Le 25/06/2014, un procès-verbal de reprise des lieux a été dressé.
Le 29/07/2014, la direction régionale de l'environnement, de l'aménagement et du logement (DREAL) a écrit à la société civile immobilière LES BLOFOUES pour lui indiquer qu'une dépollution supplémentaire du sol devait être effectuée.
La SCI LES BLOFOUES a alors recouru aux services de la société G., qui dans un rapport du 22/07/2014, a préconisé de procéder à la vidange, l'inertage et/ou le retrait des cuves enterrées, ainsi que le traitement des terres impactées par les hydrocarbures et éléments métalliques.
La société G. a ensuite procédé aux travaux, en évacuant 76 tonnes de terre polluée, en inertant les cuves par 15 tonnes de béton de remplissage, en remblayant les lieux avec des matériaux d'apport et en remettant en état la plate-forme avec de l’enrober, pour un coût de 16.800 euros TTC ou 14.000 euros HT (facture du 15/07/2014) et de 22.415 euros TTC ou 18.679,50 euros HT (facture du 03/09/2014).
Par arrêté du 03/11/2014, récépissé a été donné à la SCI LES BLOFOUES de la cessation d'activité d'installation classée.

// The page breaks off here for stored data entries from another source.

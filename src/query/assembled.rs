//! The structured request handed to the backend, and its JSON rendering.

use std::time::Duration;

use serde::Serialize;
use serde_json::{Map, Value, json};

use crate::executor::pool::OpClass;
use crate::query::boost::Recency;
use crate::query::parsed::SortMode;

/// Highlight markers around matched terms in body snippets.
pub const HIGHLIGHT_PRE: &str = "<span class=\"searchmatch\">";
pub const HIGHLIGHT_POST: &str = "</span>";

/// Highlight markers around corrected terms in suggestions.
pub const SUGGEST_PRE: &str = "<em>";
pub const SUGGEST_POST: &str = "</em>";

/// Suggestion groups, in the order they are consulted.
pub const SUGGEST_GROUPS: [&str; 3] = ["title_suggest", "redirect_suggest", "text_suggest"];

/// A full-text query over a set of weighted fields.
#[derive(Debug, Clone, PartialEq, Serialize)]
#[serde(tag = "kind", rename_all = "snake_case")]
pub enum TextQuery {
    /// The backend's full query-string syntax.
    QueryString {
        query: String,
        fields: Vec<String>,
        phrase_slop: u32,
    },
    /// A restricted syntax that only understands AND and OR.
    Simple { query: String, fields: Vec<String> },
}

Le 18/12/2014, la SCI LES BLOFOUES a vendu les locaux à la SCI 201 RDC au prix de 68.000 euros (parcelles AI n° 159, 161 et 48) et à la SCI GCJM (parcelle AI n° 160) au prix de 137.000 euros.

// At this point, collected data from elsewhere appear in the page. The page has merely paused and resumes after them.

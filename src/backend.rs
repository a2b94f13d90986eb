//! The search backend seam.
//!
//! The pipeline only needs one capability from the backend: run a search
//! request body against an index path and hand back either a response or a
//! structured failure. [`SearchBackend`] captures that so tests and
//! alternative transports can stand in for [`HttpBackend`].

pub mod http;
pub mod response;

use std::time::Duration;

use async_trait::async_trait;
use serde::Serialize;

pub use http::HttpBackend;
pub use response::{
    BackendFailure, ErrorCause, HitSource, RawHit, RawResponse, RedirectRef, SuggestEntry,
    SuggestOption, TotalHits,
};

/// A fully prepared search request.
#[derive(Debug, Clone, Serialize)]
pub struct BackendRequest {
    /// Comma separated index names.
    pub index: String,

    /// Request body.
    pub body: serde_json::Value,

    /// URL query parameters (`timeout`, `search_type`, ...).
    pub params: Vec<(String, String)>,

    /// How long the caller waits for an answer.
    #[serde(skip)]
    pub client_timeout: Duration,
}

impl BackendRequest {
    /// Path of the search endpoint relative to the cluster root.
    pub fn path(&self) -> String {
        format!("{}/_search", self.index)
    }
}

/// Something that can execute search requests.
#[async_trait]
pub trait SearchBackend: Send + Sync {
    /// Run one search request.
    async fn search(
        &self,
        request: &BackendRequest,
    ) -> std::result::Result<RawResponse, BackendFailure>;
}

Par suite de l'assignation devant le tribunal de grande instance de Chambéry du 23/03/2015 de la société GARAGE DU SIERROZ par la société civile immobilière LES BLOFOUES, le tribunal a, par jugement du 10/04/2017 déclaré recevables et bien fondées les demandes de la société civile immobilière LES BLOFOUES à l'encontre de la société GARAGE DU SIERROZ et condamné celle-ci avec exécution provisoire, au paiement des sommes suivantes :
- 39.215,40 euros au titre des frais de dépollution du sol,
- 5.082,48 euros au titre de l'immobilisation pendant les travaux,
- 500 euros de dommages intérêts pour résistance abusive et injustifiée,
- 2.000 euros au titre des frais irrépétibles visés à l'article 700 du code de procédure civile.
Par déclaration du 24/05/2017, la société GARAGE DU SIERROZ a relevé appel de cette décision.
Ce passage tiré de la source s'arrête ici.